Una giornata nei musei immersa nella cultura di Bologna e della città metropolitana per vivere il patrimonio culturale con iniziative speciali.
Lunedì 18 maggio 2026 si celebra la Giornata Internazionale dei Musei, quest’anno dedicata al tema "Musei che uniscono un mondo diviso".
Lunedì 18 Maggio numerosi musei di Bologna e della città metropolitana si aprono e si uniscono in rete con l’obiettivo di promuovere la conoscenza del patrimonio culturale e sottolineare il ruolo delle istituzioni museali al servizio della società e del suo sviluppo.
Lunedì 18 maggio 2026 si celebra in tutto il mondo la Giornata Internazionale dei Musei (International Museum Day - IMD) istituita nel 1977 da ICOM - International Council of Museums, il principale network internazionale di musei e professionisti museali.

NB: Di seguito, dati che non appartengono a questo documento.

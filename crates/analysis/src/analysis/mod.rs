//! Simulation diagnostics for ligo
//!
//! - Feasibility summary: natural signal frequencies, co-occurrences,
//!   conditional probabilities, p_gen and length distributions per model

pub mod feasibility;

pub use feasibility::{
    FeasibilityError, FeasibilityReport, FeasibilitySummary, DEFAULT_SEQUENCE_COUNT,
};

L’edizione 2026 esplora il tema “Musei che uniscono un mondo diviso”, evidenziando il ruolo dei musei nel contribuire alla convivenza pacifica e al rispetto reciproco. In quanto luoghi di apprendimento, i musei sono spazi pubblici affidabili in cui le persone entrano in contatto con storie, oggetti e tra loro. In tempi di frammentazione sociale, polarizzazione e disuguaglianze nell’accesso alla conoscenza e alla cultura, i musei contribuiscono a ricostruire connessioni tra generazioni, tra comunità e oltre i confini, favorendo il dialogo, la comprensione, l’inclusione e la pace all’interno delle comunità e tra di esse, in tutto il mondo.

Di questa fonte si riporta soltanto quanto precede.